→ BRIEF:
Could you reproduce all of the entries below without a single change?

→ EXTRACTED INFORMATION:
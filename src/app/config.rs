//! Application configuration
//!
//! Settings that apply to the whole process rather than to a prune run.

use anyhow::Result;
use std::path::PathBuf;

/// Application configuration structure
#[derive(Debug, Clone)]
pub struct AppConfig {
    /// Verbosity level for logging
    pub verbose: u8,
    /// Directory the command was started from
    pub working_dir: PathBuf,
    /// Explicit manifest path, skips the upward search
    pub project: Option<PathBuf>,
}

impl AppConfig {
    /// Create a configuration rooted at the current directory
    pub fn new(verbose: u8) -> Result<Self> {
        let working_dir = std::env::current_dir()
            .map_err(|e| anyhow::anyhow!("Failed to get current directory: {}", e))?;

        Ok(Self {
            verbose,
            working_dir,
            project: None,
        })
    }

    pub fn with_working_dir(mut self, dir: PathBuf) -> Self {
        self.working_dir = dir;
        self
    }

    pub fn with_project(mut self, project: Option<PathBuf>) -> Self {
        self.project = project;
        self
    }

    /// Get the log level string based on verbosity
    pub fn log_level(&self) -> &'static str {
        match self.verbose {
            0 => "info",
            1 => "debug",
            2 => "trace",
            _ => "trace,hyper=debug,aws_smithy_runtime=debug",
        }
    }
}

impl Default for AppConfig {
    fn default() -> Self {
        Self {
            verbose: 0,
            working_dir: PathBuf::from("."),
            project: None,
        }
    }
}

→ REPLY TO THE TASK:
filename src/app/config.rs
//! Application configuration
//!
//! Settings that apply to the whole process rather than to a prune run.

use anyhow::Result;
use std::path::PathBuf;

/// Application configuration structure
#[derive(Debug, Clone)]
pub struct AppConfig {
    /// Verbosity level for logging
    pub verbose: u8,
    /// Directory the command was started from
    pub working_dir: PathBuf,
    /// Explicit manifest path, skips the upward search
    pub project: Option<PathBuf>,
}

impl AppConfig {
    /// Create a configuration rooted at the current directory
    pub fn new(verbose: u8) -> Result<Self> {
        let working_dir = std::env::current_dir()
            .map_err(|e| anyhow::anyhow!("Failed to get current directory: {}", e))?;

        Ok(Self {
            verbose,
            working_dir,
            project: None,
        })
    }

    pub fn with_working_dir(mut self, dir: PathBuf) -> Self {
        self.working_dir = dir;
        self
    }

    pub fn with_project(mut self, project: Option<PathBuf>) -> Self {
        self.project = project;
        self
    }

    /// Get the log level string based on verbosity
    pub fn log_level(&self) -> &'static str {
        match self.verbose {
            0 => "info",
            1 => "debug",
            2 => "trace",
            _ => "trace,hyper=debug,aws_smithy_runtime=debug",
        }
    }
}

impl Default for AppConfig {
    fn default() -> Self {
        Self {
            verbose: 0,
            working_dir: PathBuf::from("."),
            project: None,
        }
    }
}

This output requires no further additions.